Voici un livre parti d’une bonne idée, pas forcément désagréable à lire, mais qui malheureusement laisse le lecteur sur sa faim. La théorie de l’information raconte les trente dernières années, sous la forme de la biographie d’un milliardaire imaginaire, Pascal Erlanger, dont le parcours ressemble de très près à celui de Xavier Niel.
Le livre est lui-même construit en trois parties, correspondant aux trois moments forts de la vie du héros: son parcours dans l’univers du Minitel, le développement de son FAI, et une troisième partie assez fantasmagorique intitulée 2.0.
Entre chaque chapitre, l’auteur se livre à quelques digressions autour de thèmes scientifiques, parlant essentiellement de thermodynamique ou de la théorie de l’information de Shannon (d’où le titre).
Voici donc Pascal Erlanger, jeune lycéen réservé, qui découvre les joies du bricolage et de l’électronique avec son père, et de l’informatique avec un ZX81. Au travers de ses diverses rencontres fortuites, il est amené à travailler pour des acteurs du minitel rose, et prend rapidement son indépendance.Malin, il développe de nombreux services minitels, ce qui lui permet de jeter les premiers jalons de sa fortune.
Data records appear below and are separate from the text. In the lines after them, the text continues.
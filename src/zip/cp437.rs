//! IBM code page 437, the legacy encoding for ZIP entry names that do not
//! carry the UTF-8 flag.

/// Glyphs for bytes 0x00-0x1F. DOS renders the control range as symbols.
static LOW: [char; 32] = [
    '\u{0000}', '\u{263a}', '\u{263b}', '\u{2665}', '\u{2666}', '\u{2663}', '\u{2660}', '\u{2022}',
    '\u{25d8}', '\u{25cb}', '\u{25d9}', '\u{2642}', '\u{2640}', '\u{266a}', '\u{266b}', '\u{263c}',
    '\u{25ba}', '\u{25c4}', '\u{2195}', '\u{203c}', '\u{00b6}', '\u{00a7}', '\u{25ac}', '\u{21a8}',
    '\u{2191}', '\u{2193}', '\u{2192}', '\u{2190}', '\u{221f}', '\u{2194}', '\u{25b2}', '\u{25bc}',
];

/// Glyphs for bytes 0x80-0xFF.
static HIGH: [char; 128] = [
    '\u{00c7}', '\u{00fc}', '\u{00e9}', '\u{00e2}', '\u{00e4}', '\u{00e0}', '\u{00e5}', '\u{00e7}',
    '\u{00ea}', '\u{00eb}', '\u{00e8}', '\u{00ef}', '\u{00ee}', '\u{00ec}', '\u{00c4}', '\u{00c5}',
    '\u{00c9}', '\u{00e6}', '\u{00c6}', '\u{00f4}', '\u{00f6}', '\u{00f2}', '\u{00fb}', '\u{00f9}',
    '\u{00ff}', '\u{00d6}', '\u{00dc}', '\u{00a2}', '\u{00a3}', '\u{00a5}', '\u{20a7}', '\u{0192}',
    '\u{00e1}', '\u{00ed}', '\u{00f3}', '\u{00fa}', '\u{00f1}', '\u{00d1}', '\u{00aa}', '\u{00ba}',
    '\u{00bf}', '\u{2310}', '\u{00ac}', '\u{00bd}', '\u{00bc}', '\u{00a1}', '\u{00ab}', '\u{00bb}',
    '\u{2591}', '\u{2592}', '\u{2593}', '\u{2502}', '\u{2524}', '\u{2561}', '\u{2562}', '\u{2556}',
    '\u{2555}', '\u{2563}', '\u{2551}', '\u{2557}', '\u{255d}', '\u{255c}', '\u{255b}', '\u{2510}',
    '\u{2514}', '\u{2534}', '\u{252c}', '\u{251c}', '\u{2500}', '\u{253c}', '\u{255e}', '\u{255f}',
    '\u{255a}', '\u{2554}', '\u{2569}', '\u{2566}', '\u{2560}', '\u{2550}', '\u{256c}', '\u{2567}',
    '\u{2568}', '\u{2564}', '\u{2565}', '\u{2559}', '\u{2558}', '\u{2552}', '\u{2553}', '\u{256b}',
    '\u{256a}', '\u{2518}', '\u{250c}', '\u{2588}', '\u{2584}', '\u{258c}', '\u{2590}', '\u{2580}',
    '\u{03b1}', '\u{00df}', '\u{0393}', '\u{03c0}', '\u{03a3}', '\u{03c3}', '\u{00b5}', '\u{03c4}',
    '\u{03a6}', '\u{0398}', '\u{03a9}', '\u{03b4}', '\u{221e}', '\u{03c6}', '\u{03b5}', '\u{2229}',
    '\u{2261}', '\u{00b1}', '\u{2265}', '\u{2264}', '\u{2320}', '\u{2321}', '\u{00f7}', '\u{2248}',
    '\u{00b0}', '\u{2219}', '\u{00b7}', '\u{221a}', '\u{207f}', '\u{00b2}', '\u{25a0}', '\u{00a0}',
];

/// Decode a CP437 byte string. Every byte maps to exactly one char.
pub fn decode_cp437(bytes: &[u8]) -> String {
    bytes.iter().map(|&b| cp437_char(b)).collect()
}

fn cp437_char(byte: u8) -> char {
    match byte {
        0x00..=0x1f => LOW[byte as usize],
        0x7f => '\u{2302}',
        0x20..=0x7e => byte as char,
        _ => HIGH[(byte - 0x80) as usize],
    }
}

#[cfg(test)]
mod tests {
    use super::*;

    #[test]
    fn ascii_is_unchanged() {
        assert_eq!(decode_cp437(b"dir/file-1.txt"), "dir/file-1.txt");
    }

    #[test]
    fn high_half() {
        assert_eq!(decode_cp437(&[0x80, 0x81, 0x82]), "\u{c7}\u{fc}\u{e9}");
        assert_eq!(decode_cp437(&[0xe1]), "\u{df}");
        assert_eq!(decode_cp437(&[0xff]), "\u{a0}");
    }

    #[test]
    fn control_range_uses_dos_glyphs() {
        assert_eq!(decode_cp437(&[0x00, 0x01, 0x7f]), "\u{0}\u{263a}\u{2302}");
    }

    #[test]
    fn one_char_per_byte() {
        let all: Vec<u8> = (0..=255).collect();
        assert_eq!(decode_cp437(&all).chars().count(), 256);
    }
}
Comprenant vite que la déferlante Internet arrive, il se lance de la fourniture d’accès Internet, avec une approche marketing innovante, fondamentalement low-cost, qui lui permet rapidement de devenir l’un des trois premiers acteurs en France. Mais le milliardaire fait des jaloux, et il doit passer quelques jours en prison, pour les revenus non déclarés tirés de l’exploitation d’un sex-shop. Il solde alors ses parts dans son FAI et dijoncte peu à peu, jusqu’à télécharger le contenu de Facebook (:) et à l’inoculer dans l’ADN d’abeilles qui, part leurs piqûres, vont le conduire à la mort.
Le parallèle avec Niel est latent, jusqu’au nom de son entreprise: Ithaque au lieu d’Iliad. Les dates clés sont respectées, les grandes lignes du parcours aussi: le minitel, le FAI, l’introduction en bourse, etc. Au travers de son histoire, on retrouve aussi celle de quelques personnalités qui ont marqué ces 30 années de développement technologique: de Thierry Breton à Jean-Marie Messier, en passant par Sergei Brin et Alain Minc, tous évoqués en clair. La rencontre avec Nicolas Sarkozy est un des passages les plus truculents.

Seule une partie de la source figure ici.